Synbindin in Extracellular Signal-Regulated Protein Kinase Spatial Regulation and Gastric Cancer Aggressiveness

• Published in: JNCI : Journal of the National Cancer Institute Vol. 105; no. 22; pp. 1738 - 1749
• Main Authors: XUAN KONG, JIN QIAN, WEIPING ZOU, JIE XU, FANG, Jing-Yuan, CHEN, Li-Sha, WANG, Ying-Chao, WANG, Ji-Lin, HAOYAN CHEN, WENG, Yu-Rong, ZHAO, Shu-Liang, JIE HONG, CHEN, Ying-Xuan
• Format: Journal Article
• Language: English
• Published: Cary, NC Oxford University Press 20.11.2013
• Subjects: Animals; Biological and medical sciences; Cell Line, Tumor; Chromatin Immunoprecipitation; Flow Cytometry; Fluorescence Resonance Energy Transfer; Fluorescent Antibody Technique; Gastric Mucosa - metabolism; Gastroenterology. Liver. Pancreas. Abdomen; Gene Expression Regulation, Enzymologic; Gene Expression Regulation, Neoplastic; Golgi Apparatus - enzymology; Golgi Apparatus - metabolism; Heterografts; Humans; Kaplan-Meier Estimate; Luciferases; Luminescent Agents; MAP Kinase Kinase 1 - metabolism; MAP Kinase Signaling System; Medical sciences; Mice; Mice, Nude; Mitogen-Activated Protein Kinase 1 - metabolism; Multiple tumors. Solid tumors. Tumors in childhood (general aspects); Nerve Tissue Proteins - genetics; Nerve Tissue Proteins - metabolism; NF-kappa B - metabolism; Odds Ratio; Phosphorylation; Protein Array Analysis; Retrospective Studies; Stomach Neoplasms - enzymology; Stomach Neoplasms - metabolism; Stomach Neoplasms - mortality; Stomach Neoplasms - pathology; Stomach. Duodenum. Small intestine. Colon. Rectum. Anus; Transcriptional Activation; Tumors; Up-Regulation; Vesicular Transport Proteins - genetics; Vesicular Transport Proteins - metabolism; Human; Cancerology; Extracellular signal-regulated protein kinase; Enzyme; Transferases; Mitogen-activated protein kinase; Digestive diseases; Malignancy; Malignant tumor; Stomach cancer; Cancer; Gastric disease
• ISSN: 0027-8874; 1460-2105
• DOI: 10.1093/jnci/djt271

The molecular mechanisms that control the aggressiveness of gastric cancer (GC) remain poorly defined.
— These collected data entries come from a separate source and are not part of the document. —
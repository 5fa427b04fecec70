//! Structured JSONL run log for report generation.
//!
//! Provides:
//! - [`LogEntry`]: one JSONL record with required + optional fields.
//! - [`LogEmitter`]: writes JSONL lines to a file or an in-memory buffer.
//! - [`ArtifactIndex`]: lists written artifacts with SHA-256 digests.
//! - [`validate_log_line`] / [`validate_log_file`]: schema checks.

use std::io::Write;
use std::path::Path;

use serde::{Deserialize, Serialize};

// ---------------------------------------------------------------------------
// Log entry
// ---------------------------------------------------------------------------

#[derive(Debug, Clone, Copy, PartialEq, Eq, Serialize, Deserialize)]
#[serde(rename_all = "lowercase")]
pub enum LogLevel {
    Debug,
    Info,
    Warn,
    Error,
}

impl LogLevel {
    const NAMES: [&'static str; 4] = ["debug", "info", "warn", "error"];
}

/// Pipeline step the event belongs to.
#[derive(Debug, Clone, Copy, PartialEq, Eq, Serialize, Deserialize)]
#[serde(rename_all = "snake_case")]
pub enum Stage {
    Load,
    Validate,
    Compose,
    Render,
    Write,
}

impl Stage {
    const NAMES: [&'static str; 5] = ["load", "validate", "compose", "render", "write"];
}

#[derive(Debug, Clone, Copy, PartialEq, Eq, Serialize, Deserialize)]
#[serde(rename_all = "lowercase")]
pub enum Outcome {
    Pass,
    Fail,
}

/// Required fields: `timestamp`, `trace_id`, `level`, `event`.
#[derive(Debug, Clone, Serialize, Deserialize)]
pub struct LogEntry {
    // Required
    pub timestamp: String,
    pub trace_id: String,
    pub level: LogLevel,
    pub event: String,

    // Optional
    #[serde(skip_serializing_if = "Option::is_none")]
    pub stage: Option<Stage>,
    #[serde(skip_serializing_if = "Option::is_none")]
    pub scenario: Option<String>,
    #[serde(skip_serializing_if = "Option::is_none")]
    pub metric: Option<String>,
    #[serde(skip_serializing_if = "Option::is_none")]
    pub outcome: Option<Outcome>,
    /// Rows composed for a chart.
    #[serde(skip_serializing_if = "Option::is_none")]
    pub rows: Option<u64>,
    #[serde(skip_serializing_if = "Option::is_none")]
    pub duration_ms: Option<u64>,
    #[serde(skip_serializing_if = "Option::is_none")]
    pub artifact_refs: Option<Vec<String>>,
    #[serde(skip_serializing_if = "Option::is_none")]
    pub details: Option<serde_json::Value>,
}

impl LogEntry {
    #[must_use]
    pub fn new(trace_id: impl Into<String>, level: LogLevel, event: impl Into<String>) -> Self {
        Self {
            timestamp: now_utc(),
            trace_id: trace_id.into(),
            level,
            event: event.into(),
            stage: None,
            scenario: None,
            metric: None,
            outcome: None,
            rows: None,
            duration_ms: None,
            artifact_refs: None,
            details: None,
        }
    }

    #[must_use]
    pub fn with_stage(mut self, stage: Stage) -> Self {
        self.stage = Some(stage);
        self
    }

    #[must_use]
    pub fn with_scenario(mut self, scenario: impl Into<String>) -> Self {
        self.scenario = Some(scenario.into());
        self
    }

    #[must_use]
    pub fn with_metric(mut self, metric: impl Into<String>) -> Self {
        self.metric = Some(metric.into());
        self
    }

    #[must_use]
    pub fn with_outcome(mut self, outcome: Outcome) -> Self {
        self.outcome = Some(outcome);
        self
    }

    #[must_use]
    pub fn with_rows(mut self, rows: usize) -> Self {
        self.rows = Some(u64::try_from(rows).unwrap_or(u64::MAX));
        self
    }

    #[must_use]
    pub fn with_duration_ms(mut self, ms: u64) -> Self {
        self.duration_ms = Some(ms);
        self
    }

    #[must_use]
    pub fn with_artifacts(mut self, refs: Vec<String>) -> Self {
        self.artifact_refs = Some(refs);
        self
    }

    #[must_use]
    pub fn with_details(mut self, details: serde_json::Value) -> Self {
        self.details = Some(details);
        self
    }

    /// Serialize to a single JSONL line (no trailing newline).
    pub fn to_jsonl(&self) -> Result<String, serde_json::Error> {
        serde_json::to_string(self)
    }
}

// ---------------------------------------------------------------------------
// Artifact index
// ---------------------------------------------------------------------------

#[derive(Debug, Clone, Serialize, Deserialize)]
pub struct ArtifactEntry {
    pub path: String,
    pub kind: String,
    pub sha256: String,
    pub size_bytes: u64,
}

/// Every file a report run wrote, with integrity digests.
#[derive(Debug, Clone, Serialize, Deserialize)]
pub struct ArtifactIndex {
    pub index_version: u32,
    pub run_id: String,
    pub generated_utc: String,
    pub artifacts: Vec<ArtifactEntry>,
}

impl ArtifactIndex {
    #[must_use]
    pub fn new(run_id: impl Into<String>) -> Self {
        Self {
            index_version: 1,
            run_id: run_id.into(),
            generated_utc: now_utc(),
            artifacts: Vec::new(),
        }
    }

    /// Record in-memory content that was (or is about to be) written to `path`.
    pub fn add_content(
        &mut self,
        path: impl Into<String>,
        kind: impl Into<String>,
        content: &[u8],
    ) -> &mut Self {
        self.artifacts.push(ArtifactEntry {
            path: path.into(),
            kind: kind.into(),
            sha256: sha256_hex(content),
            size_bytes: u64::try_from(content.len()).unwrap_or(u64::MAX),
        });
        self
    }

    pub fn to_json(&self) -> Result<String, serde_json::Error> {
        serde_json::to_string_pretty(self)
    }
}

/// Lowercase hex SHA-256 of `data`.
#[must_use]
pub fn sha256_hex(data: &[u8]) -> String {
    use sha2::Digest;
    use std::fmt::Write as _;

    let digest = sha2::Sha256::digest(data);
    let mut out = String::with_capacity(digest.len() * 2);
    for byte in digest {
        write!(out, "{byte:02x}").ok();
    }
    out
}

// ---------------------------------------------------------------------------
// Log emitter
// ---------------------------------------------------------------------------

/// Writes JSONL entries with `<run_kind>::<run_id>::<seq>` trace ids.
pub struct LogEmitter {
    writer: Box<dyn Write>,
    seq: u64,
    run_kind: String,
    run_id: String,
}

impl LogEmitter {
    pub fn to_file(path: &Path, run_kind: &str, run_id: &str) -> std::io::Result<Self> {
        if let Some(parent) = path.parent()
            && !parent.as_os_str().is_empty()
        {
            std::fs::create_dir_all(parent)?;
        }
        let file = std::fs::File::create(path)?;
        Ok(Self {
            writer: Box::new(std::io::BufWriter::new(file)),
            seq: 0,
            run_kind: run_kind.to_string(),
            run_id: run_id.to_string(),
        })
    }

    /// Emitter that discards its output (for testing trace id generation).
    #[must_use]
    pub fn to_buffer(run_kind: &str, run_id: &str) -> Self {
        Self {
            writer: Box::new(Vec::new()),
            seq: 0,
            run_kind: run_kind.to_string(),
            run_id: run_id.to_string(),
        }
    }

    fn next_trace_id(&mut self) -> String {
        self.seq += 1;
        format!("{}::{}::{:03}", self.run_kind, self.run_id, self.seq)
    }

    /// Emit a bare entry with an auto-generated trace id.
    pub fn emit(&mut self, level: LogLevel, event: &str) -> std::io::Result<LogEntry> {
        let trace_id = self.next_trace_id();
        let entry = LogEntry::new(trace_id, level, event);
        let line = serde_json::to_string(&entry).map_err(std::io::Error::other)?;
        writeln!(self.writer, "{line}")?;
        Ok(entry)
    }

    /// Emit a populated entry; an empty trace id is replaced with the next generated one.
    pub fn emit_entry(&mut self, mut entry: LogEntry) -> std::io::Result<()> {
        if entry.trace_id.is_empty() {
            entry.trace_id = self.next_trace_id();
        }
        let line = serde_json::to_string(&entry).map_err(std::io::Error::other)?;
        writeln!(self.writer, "{line}")
    }

    pub fn flush(&mut self) -> std::io::Result<()> {
        self.writer.flush()
    }
}

// ---------------------------------------------------------------------------
// Validation
// ---------------------------------------------------------------------------

#[derive(Debug)]
pub struct LogValidationError {
    pub line_number: usize,
    pub field: String,
    pub message: String,
}

impl std::fmt::Display for LogValidationError {
    fn fmt(&self, f: &mut std::fmt::Formatter<'_>) -> std::fmt::Result {
        write!(
            f,
            "line {}: field '{}': {}",
            self.line_number, self.field, self.message
        )
    }
}

/// Validate a single JSONL line against the log schema.
pub fn validate_log_line(
    line: &str,
    line_number: usize,
) -> Result<LogEntry, Vec<LogValidationError>> {
    let mut errors = Vec::new();
    let mut push = |field: &str, message: String| {
        errors.push(LogValidationError {
            line_number,
            field: field.to_string(),
            message,
        });
    };

    let value: serde_json::Value = match serde_json::from_str(line) {
        Ok(v) => v,
        Err(e) => {
            push("<json>", format!("invalid JSON: {e}"));
            return Err(errors);
        }
    };

    let Some(obj) = value.as_object() else {
        push("<root>", "expected JSON object".to_string());
        return Err(errors);
    };

    for field in ["timestamp", "trace_id", "level", "event"] {
        if !obj.contains_key(field) {
            push(field, "required field missing".to_string());
        }
    }

    if let Some(level) = obj.get("level").and_then(|v| v.as_str())
        && !LogLevel::NAMES.contains(&level)
    {
        push("level", format!("invalid level: '{level}'"));
    }

    if let Some(stage) = obj.get("stage").and_then(|v| v.as_str())
        && !Stage::NAMES.contains(&stage)
    {
        push("stage", format!("invalid stage: '{stage}'"));
    }

    if let Some(outcome) = obj.get("outcome").and_then(|v| v.as_str())
        && !["pass", "fail"].contains(&outcome)
    {
        push("outcome", format!("invalid outcome: '{outcome}'"));
    }

    // Failures must point at what failed.
    if obj.get("outcome").and_then(|v| v.as_str()) == Some("fail")
        && !obj.get("details").is_some_and(serde_json::Value::is_object)
    {
        push(
            "details",
            "fail events must carry a details object with the error".to_string(),
        );
    }

    if let Some(trace_id) = obj.get("trace_id").and_then(|v| v.as_str())
        && trace_id.split("::").count() != 3
    {
        push(
            "trace_id",
            format!("trace_id should follow <run_kind>::<run_id>::<seq> format, got: '{trace_id}'"),
        );
    }

    if !errors.is_empty() {
        return Err(errors);
    }

    serde_json::from_value::<LogEntry>(value).map_err(|e| {
        vec![LogValidationError {
            line_number,
            field: "<deserialization>".to_string(),
            message: format!("failed to deserialize: {e}"),
        }]
    })
}

/// Validate an entire JSONL file. Returns the non-empty line count and all errors.
pub fn validate_log_file(path: &Path) -> Result<(usize, Vec<LogValidationError>), std::io::Error> {
    let content = std::fs::read_to_string(path)?;
    let mut all_errors = Vec::new();
    let mut line_count = 0;

    for (i, line) in content.lines().enumerate() {
        let line = line.trim();
        if line.is_empty() {
            continue;
        }
        line_count += 1;
        if let Err(errs) = validate_log_line(line, i + 1) {
            all_errors.extend(errs);
        }
    }

    Ok((line_count, all_errors))
}

// ---------------------------------------------------------------------------
// Helpers
// ---------------------------------------------------------------------------

/// Current UTC time as `YYYY-MM-DDTHH:MM:SS.mmmZ`.
#[must_use]
pub fn now_utc() -> String {
    let duration = std::time::SystemTime::now()
        .duration_since(std::time::UNIX_EPOCH)
        .unwrap_or_default();
    format_utc(duration.as_secs(), duration.subsec_millis())
}

/// Format seconds since the Unix epoch as an RFC 3339 UTC timestamp.
#[must_use]
pub fn format_utc(secs: u64, millis: u32) -> String {
    let days = i64::try_from(secs / 86_400).unwrap_or(i64::MAX);
    let (year, month, day) = civil_from_days(days);
    format!(
        "{year:04}-{month:02}-{day:02}T{:02}:{:02}:{:02}.{millis:03}Z",
        (secs % 86_400) / 3600,
        (secs % 3600) / 60,
        secs % 60,
    )
}

// Days since 1970-01-01 to proleptic Gregorian (year, month, day).
fn civil_from_days(days: i64) -> (i64, u32, u32) {
    let z = days + 719_468;
    let era = z.div_euclid(146_097);
    let doe = z.rem_euclid(146_097);
    let yoe = (doe - doe / 1460 + doe / 36_524 - doe / 146_096) / 365;
    let doy = doe - (365 * yoe + yoe / 4 - yoe / 100);
    let mp = (5 * doy + 2) / 153;
    let day = (doy - (153 * mp + 2) / 5 + 1) as u32;
    let month = (if mp < 10 { mp + 3 } else { mp - 9 }) as u32;
    let year = yoe + era * 400 + i64::from(month <= 2);
    (year, month, day)
}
Here we show that synbindin contributes to the aggressiveness of GC by activating extracellular signal-regulated protein kinase (ERK) signaling on the Golgi apparatus. Expression of synbindin was examined in normal gastric mucosa (n = 44), intestinal metaplastic gastric mucosa (n = 66), and GC tissues (n=52), and the biological effects of synbindin on tumor growth and ERK signaling were detected in cultured cells, nude mice, and human tissue samples. The interaction between synbindin and mitogen-activated protein kinase kinase (MEK1)/ERK was determined by immunofluorescence and fluorescence resonance energy transfer assays. The transactivation of synbindin by nuclear factor kappa-light-chain-enhancer of activated B cells (NF-κB) was detected using luciferase reporter assay and chromatin immunoprecipitation. High expression of synbindin was associated with larger tumor size (120.8 vs 44.8 cm(3); P = .01), advanced tumor node metastasis (TNM) stage (P = .003), and shorter patient survival (hazard ratio = 1.51; 95% confidence interval [CI] = 1.01 to 2.27; P = .046). Synbindin promotes cell proliferation and invasion by activating ERK2 on the Golgi apparatus, and synbindin is directly transactivated by NF-κB. Synbindin expression level was statistically significantly higher in human GCs with activated ERK2 than those with low ERK2 activity (intensity score of 11.5, 95% CI = 10.4 to 12.4 vs intensity score of 4.6, 95% CI 3.9 to 5.3; P < .001). Targeting synbindin in xenograft tumors decreased ERK2 phosphorylation and statistically significantly reduced tumor volume (451.2mm(3), 95% CI = 328.3 to 574.1 vs 726.1mm(3), 95% CI = 544.2 to 908.2; P = .01). Synbindin contributes to malignant phenotypes of GC by activating ERK on the Golgi, and synbindin is a potential biomarker and therapeutic target for GC.